European Central Bank cut interest rates for the first time in 10 months, promising
to provide as much liquidity as euro zone banks need well into next year and to
help smaller companies get access to credit. Commodity market recovered as
trader digested the implications of the European Central Bank's interest rate cut,
bullion recovered by almost by +1.40% in case of Gold, Silver recovered to trade
with the gains above +2.00% while copper received brief and limited support, as
lingering bearish drivers weighed on metal markets. The metal were traded with the
volatility immediate aftermath of the rate cut, but moved higher as the impact of
the news set in. Already on Wednesday we have seen pressure mounting after data
showed manufacturing growth in China and the US, the world's two largest copper
consumers, slowed last month. The industrial metal has been under pressure for
much of this year from signs that China's appetite was slowing.
The ECB cut its main interest rate to a new record low in an attempt to drag the
euro zone out of a prolonged recession. As was widely expected, the ECB's
governing council voted to cut the main refinancing rate by 0.25 of a percentage
point to 0.50%. The rate, which determines the cost of over EUR850 billion in ECB
loans outstanding, had stood at 0.75% since July.
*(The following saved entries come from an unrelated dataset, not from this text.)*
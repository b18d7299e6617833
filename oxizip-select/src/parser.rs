//! Recursive-descent parser for selection criteria.
//!
//! Grammar (lowest to highest precedence):
//!
//! ```text
//! or      := xor ( OR xor )*
//! xor     := and ( XOR and )*
//! and     := unary ( AND unary )*
//! unary   := NOT unary | primary
//! primary := '(' or ')' | noun op literal | word
//! ```
//!
//! A lone word that is not followed by an operator is shorthand for
//! `name = word`.

use crate::ast::{CmpOp, Criterion, Predicate, TimeField};
use crate::lexer::{Token, TokenKind, tokenize};
use crate::pattern::NamePattern;
use oxizip_core::FileAttributes;
use oxizip_core::error::{OxiZipError, Result};
use oxizip_core::time::local_offset;
use std::time::SystemTime;
use time::macros::format_description;
use time::{Date, PrimitiveDateTime, Time};

/// Parse a criteria string.
pub fn parse(input: &str) -> Result<Criterion> {
    let tokens = tokenize(input)?;
    if tokens.is_empty() {
        return Err(OxiZipError::parse("empty selection criteria", 0));
    }

    let mut parser = Parser {
        tokens,
        pos: 0,
        end: input.chars().count(),
    };
    let criterion = parser.parse_or()?;
    if let Some(token) = parser.peek() {
        let message = match token.kind {
            TokenKind::RParen => "unbalanced ')'".to_string(),
            _ => format!("unexpected {}", describe(&token.kind)),
        };
        return Err(OxiZipError::parse(message, token.pos));
    }
    Ok(criterion)
}

#[derive(Debug, Clone, Copy, PartialEq, Eq)]
enum Keyword {
    And,
    Or,
    Xor,
    Not,
}

enum Noun {
    Name,
    Size,
    Time(TimeField),
    Attributes,
    Type,
}

fn keyword(kind: &TokenKind) -> Option<Keyword> {
    let TokenKind::Word(word) = kind else {
        return None;
    };
    match word.to_ascii_lowercase().as_str() {
        "and" => Some(Keyword::And),
        "or" => Some(Keyword::Or),
        "xor" => Some(Keyword::Xor),
        "not" => Some(Keyword::Not),
        _ => None,
    }
}

fn noun(word: &str) -> Option<Noun> {
    match word.to_ascii_lowercase().as_str() {
        "name" => Some(Noun::Name),
        "size" => Some(Noun::Size),
        "mtime" => Some(Noun::Time(TimeField::Modified)),
        "ctime" => Some(Noun::Time(TimeField::Created)),
        "atime" => Some(Noun::Time(TimeField::Accessed)),
        "attributes" => Some(Noun::Attributes),
        "type" => Some(Noun::Type),
        _ => None,
    }
}

fn describe(kind: &TokenKind) -> String {
    match kind {
        TokenKind::LParen => "'('".to_string(),
        TokenKind::RParen => "')'".to_string(),
        TokenKind::Op(op) => format!("operator '{op}'"),
        TokenKind::Word(w) => format!("'{w}'"),
        TokenKind::Quoted(q) => format!("'{q}'"),
    }
}

struct Parser {
    tokens: Vec<Token>,
    pos: usize,
    end: usize,
}

impl Parser {
    fn peek(&self) -> Option<&Token> {
        self.tokens.get(self.pos)
    }

    fn peek_kind(&self, offset: usize) -> Option<&TokenKind> {
        self.tokens.get(self.pos + offset).map(|t| &t.kind)
    }

    fn next(&mut self) -> Option<Token> {
        let token = self.tokens.get(self.pos).cloned();
        if token.is_some() {
            self.pos += 1;
        }
        token
    }

    fn position(&self) -> usize {
        self.peek().map_or(self.end, |t| t.pos)
    }

    fn eat_keyword(&mut self, expected: Keyword) -> bool {
        if self.peek().and_then(|t| keyword(&t.kind)) == Some(expected) {
            self.pos += 1;
            true
        } else {
            false
        }
    }

    fn parse_or(&mut self) -> Result<Criterion> {
        let mut lhs = self.parse_xor()?;
        while self.eat_keyword(Keyword::Or) {
            let rhs = self.parse_xor()?;
            lhs = Criterion::Or(Box::new(lhs), Box::new(rhs));
        }
        Ok(lhs)
    }

    fn parse_xor(&mut self) -> Result<Criterion> {
        let mut lhs = self.parse_and()?;
        while self.eat_keyword(Keyword::Xor) {
            let rhs = self.parse_and()?;
            lhs = Criterion::Xor(Box::new(lhs), Box::new(rhs));
        }
        Ok(lhs)
    }

    fn parse_and(&mut self) -> Result<Criterion> {
        let mut lhs = self.parse_unary()?;
        while self.eat_keyword(Keyword::And) {
            let rhs = self.parse_unary()?;
            lhs = Criterion::And(Box::new(lhs), Box::new(rhs));
        }
        Ok(lhs)
    }

    fn parse_unary(&mut self) -> Result<Criterion> {
        if self.eat_keyword(Keyword::Not) {
            let inner = self.parse_unary()?;
            return Ok(Criterion::Not(Box::new(inner)));
        }
        self.parse_primary()
    }

    fn parse_primary(&mut self) -> Result<Criterion> {
        let pos = self.position();
        let Some(token) = self.next() else {
            return Err(OxiZipError::parse("expected a comparison", pos));
        };

        match token.kind {
            TokenKind::LParen => {
                let inner = self.parse_or()?;
                match self.next() {
                    Some(Token {
                        kind: TokenKind::RParen,
                        ..
                    }) => Ok(inner),
                    Some(other) => Err(OxiZipError::parse(
                        format!("expected ')', found {}", describe(&other.kind)),
                        other.pos,
                    )),
                    None => Err(OxiZipError::parse("missing ')'", self.end)),
                }
            }
            TokenKind::Word(ref word) if keyword(&token.kind).is_some() => Err(OxiZipError::parse(
                format!("expected a comparison, found keyword '{word}'"),
                token.pos,
            )),
            TokenKind::Word(word) => {
                let Some(TokenKind::Op(op)) = self.peek_kind(0).cloned() else {
                    if noun(&word).is_some() {
                        return Err(OxiZipError::parse(
                            format!("missing operator after '{word}'"),
                            self.position(),
                        ));
                    }
                    return name_criterion(CmpOp::Eq, &word);
                };
                self.pos += 1;
                let Some(noun) = noun(&word) else {
                    return Err(OxiZipError::parse(format!("unknown noun '{word}'"), token.pos));
                };
                self.parse_comparison(noun, &word, op)
            }
            TokenKind::Quoted(text) => name_criterion(CmpOp::Eq, &text),
            TokenKind::RParen => Err(OxiZipError::parse("unbalanced ')'", token.pos)),
            TokenKind::Op(op) => Err(OxiZipError::parse(
                format!("operator '{op}' without a noun"),
                token.pos,
            )),
        }
    }

    fn parse_comparison(&mut self, noun: Noun, noun_text: &str, op: CmpOp) -> Result<Criterion> {
        let pos = self.position();
        let literal = match self.next() {
            Some(Token {
                kind: TokenKind::Word(w) | TokenKind::Quoted(w),
                ..
            }) => w,
            _ => {
                return Err(OxiZipError::parse(
                    format!("missing value after '{noun_text} {op}'"),
                    pos,
                ));
            }
        };

        let equality_only = matches!(noun, Noun::Name | Noun::Attributes | Noun::Type);
        if equality_only && !op.is_equality() {
            return Err(OxiZipError::parse(
                format!("operator '{op}' is not supported for '{noun_text}'"),
                pos,
            ));
        }

        let predicate = match noun {
            Noun::Name => Predicate::Name {
                op,
                pattern: NamePattern::new(&literal)?,
            },
            Noun::Size => Predicate::Size {
                op,
                bytes: parse_size(&literal).ok_or_else(|| {
                    OxiZipError::parse(format!("invalid size '{literal}'"), pos)
                })?,
            },
            Noun::Time(field) => Predicate::Time {
                field,
                op,
                at: parse_time(&literal).ok_or_else(|| {
                    OxiZipError::parse(format!("invalid date/time '{literal}'"), pos)
                })?,
            },
            Noun::Attributes => {
                let mask = parse_attributes(&literal).ok_or_else(|| {
                    OxiZipError::parse(format!("invalid attributes '{literal}'"), pos)
                })?;
                Predicate::Attributes {
                    op,
                    mask,
                    letters: literal.to_ascii_uppercase(),
                }
            }
            Noun::Type => {
                let directory = match literal.to_ascii_uppercase().as_str() {
                    "D" => true,
                    "F" => false,
                    _ => {
                        return Err(OxiZipError::parse(
                            format!("invalid type '{literal}', expected D or F"),
                            pos,
                        ));
                    }
                };
                Predicate::Type { op, directory }
            }
        };
        Ok(Criterion::Compare(predicate))
    }
}

fn name_criterion(op: CmpOp, pattern: &str) -> Result<Criterion> {
    Ok(Criterion::Compare(Predicate::Name {
        op,
        pattern: NamePattern::new(pattern)?,
    }))
}

/// Parse a size literal such as `500`, `10kb`, `1.5m` or `2G`.
pub fn parse_size(text: &str) -> Option<u64> {
    let lower = text.trim().to_ascii_lowercase();
    let split = lower
        .find(|c: char| !(c.is_ascii_digit() || c == '.'))
        .unwrap_or(lower.len());
    let (number, suffix) = lower.split_at(split);
    if number.is_empty() {
        return None;
    }

    let multiplier: u64 = match suffix {
        "" | "b" => 1,
        "k" | "kb" => 1024,
        "m" | "mb" => 1024 * 1024,
        "g" | "gb" => 1024 * 1024 * 1024,
        _ => return None,
    };

    if let Ok(whole) = number.parse::<u64>() {
        return whole.checked_mul(multiplier);
    }
    let value: f64 = number.parse().ok()?;
    let bytes = value * multiplier as f64;
    if !bytes.is_finite() || bytes < 0.0 || bytes > u64::MAX as f64 {
        return None;
    }
    Some(bytes as u64)
}

/// Parse a time literal in local time.
///
/// Accepted forms: `2009-01-01`, `2009-01-01-14:30:00`,
/// `2009-01-01T14:30:00` and `2009-01-01 14:30:00`.
pub fn parse_time(text: &str) -> Option<SystemTime> {
    let text = text.trim();
    let date_only = format_description!("[year]-[month]-[day]");
    let dashed = format_description!("[year]-[month]-[day]-[hour]:[minute]:[second]");
    let iso = format_description!("[year]-[month]-[day]T[hour]:[minute]:[second]");
    let spaced = format_description!("[year]-[month]-[day] [hour]:[minute]:[second]");

    let datetime = if let Ok(date) = Date::parse(text, date_only) {
        PrimitiveDateTime::new(date, Time::MIDNIGHT)
    } else {
        PrimitiveDateTime::parse(text, dashed)
            .or_else(|_| PrimitiveDateTime::parse(text, iso))
            .or_else(|_| PrimitiveDateTime::parse(text, spaced))
            .ok()?
    };
    Some(SystemTime::from(datetime.assume_offset(local_offset())))
}

/// Parse attribute letters into a DOS bitmask. Each letter may appear once.
pub fn parse_attributes(text: &str) -> Option<u32> {
    if text.is_empty() {
        return None;
    }
    let mut mask = 0;
    for letter in text.chars() {
        let bit = FileAttributes::bit_for_letter(letter)?;
        if mask & bit != 0 {
            return None;
        }
        mask |= bit;
    }
    Some(mask)
}
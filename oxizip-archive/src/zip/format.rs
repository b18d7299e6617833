//! ZIP on-disk records.
//!
//! Layouts follow PKWARE APPNOTE 6.3: local file header, central directory
//! header, end of central directory (EOCD), Zip64 EOCD record and locator,
//! and data descriptor. All integers are little-endian.

use super::extra;
use oxizip_core::error::{OxiZipError, Result};
use oxizip_core::time::DosDateTime;
use std::io::{Read, Seek, SeekFrom, Write};
use tracing::debug;

/// Local file header signature (`PK\x03\x04`).
pub const LOCAL_FILE_HEADER_SIG: u32 = 0x0403_4B50;
/// Central directory header signature (`PK\x01\x02`).
pub const CENTRAL_DIR_HEADER_SIG: u32 = 0x0201_4B50;
/// End of central directory signature (`PK\x05\x06`).
pub const END_OF_CENTRAL_DIR_SIG: u32 = 0x0605_4B50;
/// Zip64 end of central directory record signature (`PK\x06\x06`).
pub const ZIP64_END_OF_CENTRAL_DIR_SIG: u32 = 0x0606_4B50;
/// Zip64 end of central directory locator signature (`PK\x06\x07`).
pub const ZIP64_LOCATOR_SIG: u32 = 0x0706_4B50;
/// Data descriptor signature (`PK\x07\x08`).
pub const DATA_DESCRIPTOR_SIG: u32 = 0x0807_4B50;

/// 32-bit field overflow marker.
pub const ZIP64_MARKER_32: u32 = 0xFFFF_FFFF;
/// 16-bit field overflow marker.
pub const ZIP64_MARKER_16: u16 = 0xFFFF;

/// Entry is encrypted.
pub const FLAG_ENCRYPTED: u16 = 0x0001;
/// CRC and sizes follow the data in a data descriptor.
pub const FLAG_DATA_DESCRIPTOR: u16 = 0x0008;
/// Name and comment are UTF-8.
pub const FLAG_UTF8: u16 = 0x0800;

/// Compression method id for WinZip AES entries.
pub const METHOD_AES: u16 = 99;

/// Fixed part of a local file header.
pub const LOCAL_HEADER_LEN: u64 = 30;
/// Fixed part of a central directory header.
pub const CENTRAL_HEADER_LEN: u64 = 46;
/// Fixed part of the EOCD record.
pub const EOCD_LEN: u64 = 22;
/// Zip64 EOCD record length, signature included.
pub const ZIP64_EOCD_LEN: u64 = 56;
/// Zip64 EOCD locator length.
pub const ZIP64_LOCATOR_LEN: u64 = 20;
The metals markets had been
eagerly awaiting the decision, as any kind of shift to a more accommodative policy
should benefit metals
Speaking at the ECB’s post-policy meeting press conference, Draghi said that the
central bank’s monetary policy has been "extraordinarily accommodative." He
added that the ECB will continue conducting the main refinancing operations as
fixed-rate-tender procedures with full allotment for as long as necessary." Draghi’s
comments came after the ECB cut the benchmark interest rate by 0.25 basis points
to a record-low 0.5%. The central bank also lowered its marginal lending to 1%
from 1.5% and left its deposit facility rate unchanged at 0.0%. Lower interest rates
can give gold a lift, as it decreases the relative cost of holding on to the metal,
which doesn't offer investors any similar guaranteed payout. Also today, the US
Department of Labor said that the number of individuals filing for initial jobless
benefits in the US last week fell by 18,000 to a seasonally adjusted 324,000, the
lowest level since January 2008. Separate reports showed that the US trade deficit
narrowed more-than-expected in January, while US non-farm productivity rose
less-than-expected in the first quarter. Market players now looked ahead to Friday’s
highly-anticipated US monthly jobs report to further asses the strength of the
country’s economy and the need for further stimulus from the Federal Reserve. Any
improvement in the US economy could scale back expectations for additional easing
by the Fed. The central bank said in a statement Wednesday that it would continue
with its USD85 billion monthly bond-buying purchases, but added it may raise or
cut the program, subject to economic conditions.